Longitudinal high-sensitivity troponin T predicts mortality in CKD

03 Feb 2022
Longitudinal high-sensitivity troponin T predicts mortality in CKD

An independent association exists between longitudinally measured cardiac troponin T (cTnT) and mortality risk in older patients with stage 4 and 5 chronic kidney disease (CKD), reveals a study. This suggests that monitoring patients with cTnT may serve well in identifying those with a high death risk.

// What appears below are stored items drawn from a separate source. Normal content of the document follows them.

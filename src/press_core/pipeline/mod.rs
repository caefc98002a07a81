//! Compressor pipeline: a bounded worker pool over the priority-ordered
//! pending queue, with pause/resume/stop control and per-job progress.
//!
//! Control flags live in one [`CancelToken`] polled by the encoder adapter
//! between progress lines, so pause and stop land within about a second.
//! The in-memory job map is protected by a single mutex held only for O(1)
//! field updates, never across I/O.

mod worker;

use std::collections::{HashMap, VecDeque};
use std::sync::atomic::{AtomicBool, Ordering};
use std::sync::{Arc, Mutex};
use std::time::{Duration, Instant};

use chrono::Local;
use serde::Serialize;
use tracing::{info, warn};

use crate::press_core::catalog::Catalog;
use crate::press_core::config::Config;
use crate::press_core::domain::{
    FileStatus, FileUpdate, JobSnapshot, JobStage, PendingFile, Severity, SessionStats,
};
use crate::press_core::notify::{Notifier, NotifyLevel};
use crate::press_core::transcoder::CancelToken;
use crate::press_core::{resources, tools};
use crate::sync_ext::MutexExt;

pub(crate) struct JobInfo {
    pub(crate) file_path: String,
    pub(crate) file_name: String,
    pub(crate) started: Instant,
    pub(crate) progress: f64,
    pub(crate) file_size: u64,
    pub(crate) stage: JobStage,
    pub(crate) estimated_time: i64,
    pub(crate) eta_seconds: Option<f64>,
}

#[derive(Default)]
pub(crate) struct SessionTotals {
    pub(crate) files_processed: u64,
    pub(crate) errors: u64,
    pub(crate) skipped: u64,
    pub(crate) total_original_bytes: u64,
    pub(crate) total_compressed_bytes: u64,
}

pub(crate) struct PipelineState {
    /// Keyed by worker index; rebuilt from scratch on restart.
    pub(crate) active_jobs: HashMap<usize, JobInfo>,
    pub(crate) session_start: Option<Instant>,
    pub(crate) totals: SessionTotals,
}

pub(crate) struct PipelineInner {
    pub(crate) catalog: Arc<Catalog>,
    pub(crate) notifier: Notifier,
    pub(crate) cancel: CancelToken,
    pub(crate) session_active: AtomicBool,
    pub(crate) state: Mutex<PipelineState>,
}

/// Pipeline facade; cheap to clone, all state shared.
#[derive(Clone)]
pub struct Pipeline {
    inner: Arc<PipelineInner>,
}

#[derive(Debug, Clone, Serialize)]
#[serde(tag = "status", rename_all = "snake_case")]
pub enum SessionOutcome {
    /// Gate refused the session; no records were mutated.
    Skipped { reason: String },
    Completed {
        files_processed: u64,
        errors: u64,
        total_original_size: u64,
        total_compressed_size: u64,
        savings_percentage: f64,
        duration_seconds: f64,
    },
}

#[derive(Debug, Clone, Serialize)]
pub struct PipelineStatus {
    pub status: String,
    pub paused: bool,
    pub active_jobs: Vec<JobSnapshot>,
    pub files_processed: u64,
    pub errors: u64,
    pub total_original_size: u64,
    pub total_compressed_size: u64,
    pub session_duration_seconds: f64,
    /// Sum of pending estimates divided by the worker count.
    pub queue_eta_seconds: f64,
}

/// Resets the session-active flag when a session unwinds for any reason.
struct SessionGuard<'a>(&'a AtomicBool);

impl Drop for SessionGuard<'_> {
    fn drop(&mut self) {
        self.0.store(false, Ordering::SeqCst);
    }
}

impl Pipeline {
    pub fn new(catalog: Arc<Catalog>) -> Self {
        let notifier = Notifier::new(catalog.clone());
        Self {
            inner: Arc::new(PipelineInner {
                catalog,
                notifier,
                cancel: CancelToken::new(),
                session_active: AtomicBool::new(false),
                state: Mutex::new(PipelineState {
                    active_jobs: HashMap::new(),
                    session_start: None,
                    totals: SessionTotals::default(),
                }),
            }),
        }
    }

    pub fn session_in_progress(&self) -> bool {
        self.inner.session_active.load(Ordering::SeqCst)
    }

    pub fn is_paused(&self) -> bool {
        self.inner.cancel.is_paused()
    }

    /// Flip the shared pause flag. Active encoders are terminated at their
    /// next progress line and their records pushed to `paused`; pausing an
    /// already-paused pipeline is a no-op.
    pub fn pause(&self) {
        if self.inner.cancel.is_paused() {
            return;
        }
        self.inner.cancel.pause();
        info!("compression paused");
        self.inner.catalog.log_event(
            "compression_paused",
            "Compression jobs paused by user",
            Severity::Info,
        );
    }

    /// Clear the pause flag and return every paused record to `pending`.
    pub fn resume(&self) {
        self.inner.cancel.clear_pause();
        match self.inner.catalog.resume_paused() {
            Ok(resumed) => info!(resumed, "compression resumed"),
            Err(err) => warn!(error = %err, "failed to reset paused records"),
        }
        self.inner.catalog.log_event(
            "compression_resumed",
            "Compression jobs resumed",
            Severity::Info,
        );
    }

    /// Abandon in-flight work back to `pending` and drain the pool.
    pub fn stop(&self) {
        self.inner.cancel.stop();
        info!("stopping compression jobs");
        self.inner.catalog.log_event(
            "compression_stopped",
            "Compression jobs stopped by user",
            Severity::Info,
        );
    }

    /// Bump a file to the front of the queue and make sure it is pending.
    pub fn prioritize(&self, file_path: &str, priority: i64) {
        let update = FileUpdate {
            priority: Some(priority),
            ..FileUpdate::default()
        };
        if let Err(err) = self
            .inner
            .catalog
            .update_file_status(file_path, FileStatus::Pending, &update)
        {
            warn!(error = %err, file_path, "failed to prioritize file");
            return;
        }
        info!(file_path, priority, "prioritized file");
        self.inner.catalog.log_event(
            "file_prioritized",
            &format!("File {file_path} prioritized with level {priority}"),
            Severity::Info,
        );
    }

    /// Live status for the monitor surface.
    pub fn status(&self, config: &Config) -> PipelineStatus {
        let state = self.inner.state.lock_unpoisoned();
        let mut active_jobs: Vec<JobSnapshot> = state
            .active_jobs
            .iter()
            .map(|(worker, job)| JobSnapshot {
                worker: *worker,
                filename: job.file_name.clone(),
                full_path: job.file_path.clone(),
                stage: job.stage,
                progress: job.progress,
                size_mb: job.file_size as f64 / (1024.0 * 1024.0),
                elapsed_seconds: job.started.elapsed().as_secs_f64(),
                eta_seconds: job.eta_seconds,
                estimated_time: job.estimated_time,
            })
            .collect();
        active_jobs.sort_by_key(|job| job.worker);

        let session_duration_seconds = state
            .session_start
            .as_ref()
            .map(|t| t.elapsed().as_secs_f64())
            .unwrap_or(0.0);

        let status = if !self.session_in_progress() {
            "idle"
        } else if self.inner.cancel.is_paused() {
            "paused"
        } else if self.inner.cancel.is_stopped() {
            "stopping"
        } else {
            "compressing"
        };

        let queue_eta_seconds = self
            .inner
            .catalog
            .statistics()
            .map(|stats| {
                stats.estimated_remaining_time as f64 / config.max_concurrent_jobs.max(1) as f64
            })
            .unwrap_or(0.0);

        PipelineStatus {
            status: status.to_string(),
            paused: self.inner.cancel.is_paused(),
            active_jobs,
            files_processed: state.totals.files_processed,
            errors: state.totals.errors,
            total_original_size: state.totals.total_original_bytes,
            total_compressed_size: state.totals.total_compressed_bytes,
            session_duration_seconds,
            queue_eta_seconds,
        }
    }

    /// Run one compression session over up to `limit` pending records.
    ///
    /// Gates run in order (single session, dependencies, schedule unless
    /// forced, system resources); a refused gate returns `Skipped` without
    /// touching any record. The session ends when the pool drains, writing a
    /// stats row and firing the completion notification.
    pub fn process_queue(
        &self,
        config: &Config,
        limit: Option<usize>,
        force_now: bool,
    ) -> SessionOutcome {
        let inner = &self.inner;

        if inner
            .session_active
            .compare_exchange(false, true, Ordering::SeqCst, Ordering::SeqCst)
            .is_err()
        {
            return SessionOutcome::Skipped {
                reason: "Compression already in progress".to_string(),
            };
        }
        let _session_guard = SessionGuard(&inner.session_active);

        let deps = tools::check_dependencies(config);
        if !deps.ok() {
            let reason = format!("Missing dependencies: {}", deps.missing.join(", "));
            inner
                .catalog
                .log_event("dependency_missing", &reason, Severity::Error);
            return SessionOutcome::Skipped { reason };
        }

        if !force_now && !resources::within_schedule(config, Local::now()) {
            info!("outside the scheduled window or system load too high");
            return SessionOutcome::Skipped {
                reason: "Outside schedule window".to_string(),
            };
        }

        inner.cancel.reset();
        let session_start = Instant::now();
        let session_start_wall = Local::now().to_rfc3339();
        {
            let mut state = inner.state.lock_unpoisoned();
            state.active_jobs.clear();
            state.session_start = Some(session_start);
            state.totals = SessionTotals::default();
        }

        if !resources::check_resources(config, &inner.catalog) {
            warn!("insufficient system resources, postponing compression");
            return SessionOutcome::Skipped {
                reason: "Insufficient system resources".to_string(),
            };
        }

        let max_files = limit.unwrap_or(config.compression_queue_size);
        let records = match inner.catalog.files_for_compression(max_files) {
            Ok(records) => records,
            Err(err) => {
                warn!(error = %err, "failed to fetch compression queue");
                return SessionOutcome::Skipped {
                    reason: format!("Catalog error: {err}"),
                };
            }
        };

        if records.is_empty() {
            info!("no files found for compression");
            return SessionOutcome::Completed {
                files_processed: 0,
                errors: 0,
                total_original_size: 0,
                total_compressed_size: 0,
                savings_percentage: 0.0,
                duration_seconds: session_start.elapsed().as_secs_f64(),
            };
        }

        info!(count = records.len(), "starting compression session");
        let queue: Mutex<VecDeque<PendingFile>> = Mutex::new(records.into());
        let workers = config.max_concurrent_jobs.max(1);

        std::thread::scope(|scope| {
            for worker_index in 0..workers {
                let queue = &queue;
                scope.spawn(move || worker_loop(inner, config, worker_index, queue));
            }
        });

        let duration_seconds = session_start.elapsed().as_secs_f64();
        let totals = {
            let mut state = inner.state.lock_unpoisoned();
            state.session_start = None;
            std::mem::take(&mut state.totals)
        };

        let savings_percentage = if totals.total_original_bytes > 0 {
            (1.0 - totals.total_compressed_bytes as f64 / totals.total_original_bytes as f64)
                * 100.0
        } else {
            0.0
        };

        if totals.files_processed > 0 || totals.errors > 0 {
            let stats = SessionStats {
                start_time: session_start_wall,
                end_time: Local::now().to_rfc3339(),
                files_processed: totals.files_processed,
                total_original_size: totals.total_original_bytes,
                total_compressed_size: totals.total_compressed_bytes,
                savings_percentage,
                errors: totals.errors,
            };
            if let Err(err) = inner.catalog.record_session(&stats) {
                warn!(error = %err, "failed to record session statistics");
            }
            inner.notifier.send_completion(config, &stats);
            info!(
                files = totals.files_processed,
                errors = totals.errors,
                skipped = totals.skipped,
                savings_percentage,
                duration_seconds,
                "compression session completed"
            );
        } else {
            info!("no files were successfully compressed");
        }

        SessionOutcome::Completed {
            files_processed: totals.files_processed,
            errors: totals.errors,
            total_original_size: totals.total_original_bytes,
            total_compressed_size: totals.total_compressed_bytes,
            savings_percentage,
            duration_seconds,
        }
    }
}

fn worker_loop(
    inner: &PipelineInner,
    config: &Config,
    worker_index: usize,
    queue: &Mutex<VecDeque<PendingFile>>,
) {
    loop {
        if inner.cancel.is_stopped() {
            break;
        }
        // While paused, hold off on starting new work; in-flight encodes
        // observe the flag themselves.
        while inner.cancel.is_paused() && !inner.cancel.is_stopped() {
            std::thread::sleep(Duration::from_secs(1));
        }
        if inner.cancel.is_stopped() {
            break;
        }

        let Some(pending) = queue.lock_unpoisoned().pop_front() else {
            break;
        };

        let outcome = worker::guarded_compress(inner, config, worker_index, &pending);
        let mut state = inner.state.lock_unpoisoned();
        match outcome {
            worker::FileOutcome::Success {
                original_size,
                compressed_size,
            } => {
                state.totals.files_processed += 1;
                state.totals.total_original_bytes += original_size;
                state.totals.total_compressed_bytes += compressed_size;
            }
            worker::FileOutcome::Skipped => state.totals.skipped += 1,
            worker::FileOutcome::Error(message) => {
                state.totals.errors += 1;
                drop(state);
                inner
                    .notifier
                    .notify(config, &message, NotifyLevel::Error);
                continue;
            }
            worker::FileOutcome::Paused | worker::FileOutcome::Stopped => {}
        }
    }
}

A team of investigators conducted an observational prospective cohort study to determine whether various parameterizations of longitudinal cTnT measurements were associated with patient survival in older individuals (≥65 years of age) with advanced CKD and not on dialysis. Overall, 176 participants in Sweden were included, among whom longitudinal information of cTnT was obtained.

The investigators used joint models for longitudinal and time-to-event data to examine the longitudinal association between cTnT and survival.

Over a median follow-up of 2.4 years, a total of 927 cTnT measurements (median 6 per patient) were collected. Five-year survival overall was 57 percent (95 percent confidence interval [CI], 46‒69).

Longitudinally measured cTnT correlated with mortality risk: every SD increase in cTnT at any time point was associated with a 3.3-fold increase in mortality risk (hazard ratio [HR], 3.3, 95 percent CI, 2.5‒4.6).

The slope of cTnT trajectory also correlated with higher mortality risk (HR, 3.2, 95 percent CI, 2.0‒6.0), as did the area under the cTnT trajectory (HR, 4.2, 95 percent CI, 2.6‒7.2), which reflected the cumulative cTnT exposure.

“CTnT is associated with mortality in CKD,” the investigators noted.